Accepting that, I'd say that the rate is a reasonable one for the time
being. As A and E consultant numbers expand, I would expect to see an
improved service for the sicker and more complex patients rather than a drop
in the numbers of other staff needed.
Overall, a good document. Recognises the role of an Emergency Medicine
consultant.
> If minor injuries nurses are supposed to be seeing the
> quicker cases i.e. the minors, it seems strange they would
> see less patients working more hours than a service middle
> grade working 5.5 hours who would mainly be seeing moderates
> and majors, if the minor injury provision is mainly done by ENP
A number of reasons one could think this way. At the moment, staff grades
work faster than ENPs in most departments due to greater experience. There
is also the point that ENPs often do more than staff grades (they often do
the "normal nursing" stuff as well).
> We recently studied all our SHO's and calclated the number of
> patients seen per hour in the department.

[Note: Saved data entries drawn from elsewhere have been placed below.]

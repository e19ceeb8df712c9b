pub mod citations;
pub mod llm;
pub mod pipeline;
pub mod registry;
pub mod risk;

pub use llm::{LlmClient, TextGenerator};
pub use pipeline::CasePipeline;
pub use registry::ReferenceRegistry;
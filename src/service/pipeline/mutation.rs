//! Draft mutation hooks
//!
//! A mutator rewrites the provider's draft before verification. Production
//! uses [`PassThrough`]; [`HallucinationInjector`] plants a citation that the
//! registry does not recognize, for demonstrating the verifier.

/// Strategy applied to a provider-generated draft
pub trait DraftMutator: Send + Sync {
    fn mutate(&self, draft: String) -> String;
}

/// Leaves the draft untouched
#[derive(Debug, Clone, Copy, Default)]
pub struct PassThrough;

impl DraftMutator for PassThrough {
    fn mutate(&self, draft: String) -> String {
        draft
    }
}

/// Appends a sentence citing a section that does not exist
#[derive(Debug, Clone)]
pub struct HallucinationInjector {
    section: String,
}

impl HallucinationInjector {
    pub const DEFAULT_SECTION: &'static str = "999";

    pub fn new(section: impl Into<String>) -> Self {
        Self {
            section: section.into(),
        }
    }
}

impl Default for HallucinationInjector {
    fn default() -> Self {
        Self::new(Self::DEFAULT_SECTION)
    }
}

impl DraftMutator for HallucinationInjector {
    fn mutate(&self, mut draft: String) -> String {
        tracing::debug!(section = %self.section, "Injecting fabricated citation into draft");
        draft.push_str(&format!(
            "\n\nThe accused further relies on the protection afforded under Section {} IPC.",
            self.section
        ));
        draft
    }
}

#[cfg(test)]
mod tests {
    use super::*;
    use crate::service::citations::extract_citations;

    #[test]
    fn test_pass_through_is_identity() {
        let draft = "Bail under Section 379 IPC".to_string();
        assert_eq!(PassThrough.mutate(draft.clone()), draft);
    }

    #[test]
    fn test_injector_adds_extractable_citation() {
        let draft = HallucinationInjector::default().mutate("Bail under Section 379 IPC.".to_string());
        assert_eq!(extract_citations(&draft), vec!["379", "999"]);
    }
}
use serde::{Deserialize, Serialize};
use utoipa::ToSchema;

use crate::model::statute::Severity;

/// Message reported when every citation is recognized
pub const VERIFIED_MESSAGE: &str = "All IPC Sections Verified Against Legal Database";

/// Message reported when at least one citation is unknown
pub const HALLUCINATION_MESSAGE: &str = "Hallucinated or Invalid IPC Section Detected";

/// Reliability score of a draft whose citations all verified
pub const RELIABLE_SCORE: u8 = 100;

/// Reliability score of a draft with any unknown citation
pub const UNRELIABLE_SCORE: u8 = 60;

/// Outcome of checking a draft's citations against the reference registry.
///
/// `is_valid` holds exactly when `invalid_citations` is empty, and
/// `reliability_score` is [`RELIABLE_SCORE`] or [`UNRELIABLE_SCORE`] accordingly.
#[derive(Debug, Clone, PartialEq, Eq, Serialize, Deserialize, ToSchema)]
#[serde(rename_all = "camelCase")]
pub struct VerificationVerdict {
    pub is_valid: bool,
    pub message: String,
    pub valid_citations: Vec<String>,
    pub invalid_citations: Vec<String>,
    pub reliability_score: u8,
    /// Catalogue details for valid citations that have an entry
    pub valid_details: Vec<CitationDetail>,
}

/// Short catalogue summary of a verified citation
#[derive(Debug, Clone, PartialEq, Eq, Serialize, Deserialize, ToSchema)]
pub struct CitationDetail {
    pub section: String,
    pub name: String,
    pub severity: Severity,
    pub category: String,
}
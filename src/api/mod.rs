pub mod case;
pub mod error;
pub mod health;
pub mod openapi;
pub mod statutes;

use actix_web::web;

/// Register every route group
pub fn configure(cfg: &mut web::ServiceConfig) {
    cfg.configure(case::configure)
        .configure(statutes::configure)
        .configure(health::configure)
        .configure(openapi::configure);
}
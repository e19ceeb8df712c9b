//! REST API endpoint exposing the reference registry

use actix_web::{HttpResponse, Responder, get, web};
use serde::Serialize;
use utoipa::ToSchema;

use crate::model::{Severity, StatuteInfo};
use crate::service::ReferenceRegistry;

/// Registry listing used by clients to explain verification results
#[derive(Debug, Serialize, ToSchema)]
#[serde(rename_all = "camelCase")]
pub struct StatuteDatabaseResponse {
    pub database: Vec<StatuteInfo>,
    pub count: usize,
    pub description: String,
    pub categories: Vec<String>,
    pub severity_levels: Vec<Severity>,
}

/// List the statutory sections citations are verified against
#[utoipa::path(
    get,
    path = "/api/ipc-database",
    responses(
        (status = 200, description = "Reference registry contents", body = StatuteDatabaseResponse)
    ),
    tag = "statutes"
)]
#[get("/api/ipc-database")]
pub async fn ipc_database(registry: web::Data<ReferenceRegistry>) -> impl Responder {
    let database: Vec<StatuteInfo> = registry.entries().cloned().collect();

    HttpResponse::Ok().json(StatuteDatabaseResponse {
        count: database.len(),
        database,
        description: "Statutory sections used to detect hallucinated citations".to_string(),
        categories: registry.categories(),
        severity_levels: Severity::ALL.to_vec(),
    })
}

/// Configure statute routes
pub fn configure(cfg: &mut web::ServiceConfig) {
    cfg.service(ipc_database);
}

#[cfg(test)]
mod tests {
    use actix_web::{App, test};
    use serde_json::{Value, json};

    use super::*;

    #[actix_web::test]
    async fn test_lists_registry_entries() {
        let registry = web::Data::new(ReferenceRegistry::from_codes(["302", "379", "8888"]));
        let app = test::init_service(App::new().app_data(registry).configure(configure)).await;

        let req = test::TestRequest::get().uri("/api/ipc-database").to_request();
        let body: Value = test::call_and_read_body_json(&app, req).await;

        assert_eq!(body["count"], 2);
        assert_eq!(body["database"][0]["section"], "302");
        assert_eq!(body["database"][0]["severity"], "Critical");
        assert_eq!(body["database"][1]["bailable"], true);
        assert_eq!(body["categories"], json!(["Against Body", "Property"]));
        assert_eq!(
            body["severityLevels"],
            json!(["Critical", "High", "Medium", "Low"])
        );
    }
}
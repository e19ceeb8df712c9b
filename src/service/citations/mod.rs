//! Citation extraction from generated legal text
//!
//! Recognizes the phrase form `Section <code> IPC`, where `<code>` is one or
//! more digits optionally followed by letters. The surrounding words match
//! case-insensitively; the letter suffix of the code is canonicalized to
//! uppercase so that `498a` and `498A` name the same section.

use std::sync::LazyLock;

use regex::Regex;

pub mod validation;

pub use validation::{verify_citations, verify_draft};

/// `\b` on both ends keeps the pattern from matching inside longer tokens,
/// and the code must be followed by whitespace, so `12abc3` never matches.
static CITATION_PATTERN: LazyLock<Regex> = LazyLock::new(|| {
    Regex::new(r"\b(?i:section)\s+(\d+[A-Za-z]*)\s+(?i:ipc)\b")
        .unwrap_or_else(|e| unreachable!("citation pattern is a valid literal: {e}"))
});

/// Extract citations in order of appearance. Duplicates are kept.
pub fn extract_citations(text: &str) -> Vec<String> {
    CITATION_PATTERN
        .captures_iter(text)
        .filter_map(|caps| caps.get(1))
        .map(|code| canonicalize(code.as_str()))
        .collect()
}

/// Trim and uppercase the letter suffix; digits are left untouched.
pub fn canonicalize(code: &str) -> String {
    code.trim().to_ascii_uppercase()
}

> Clearly it is a mix of majors and minors but the average was
> 1.5 patients per hour.
> The GP's and ENP's were best (only see minors) at about 3 per hour.
May be a casemix thing. I'd guess your GPs and ENPs were seeing a
disproportionate number of the simple minors leaving the SHOs seeing a
disproportionate number of the more time consuming cases. My own computer
system is not much good for data mining; but one thing that emerges is that
waiting times rise sharply when the arrival rate of patients exceeds 2.2
patients per doctor hour.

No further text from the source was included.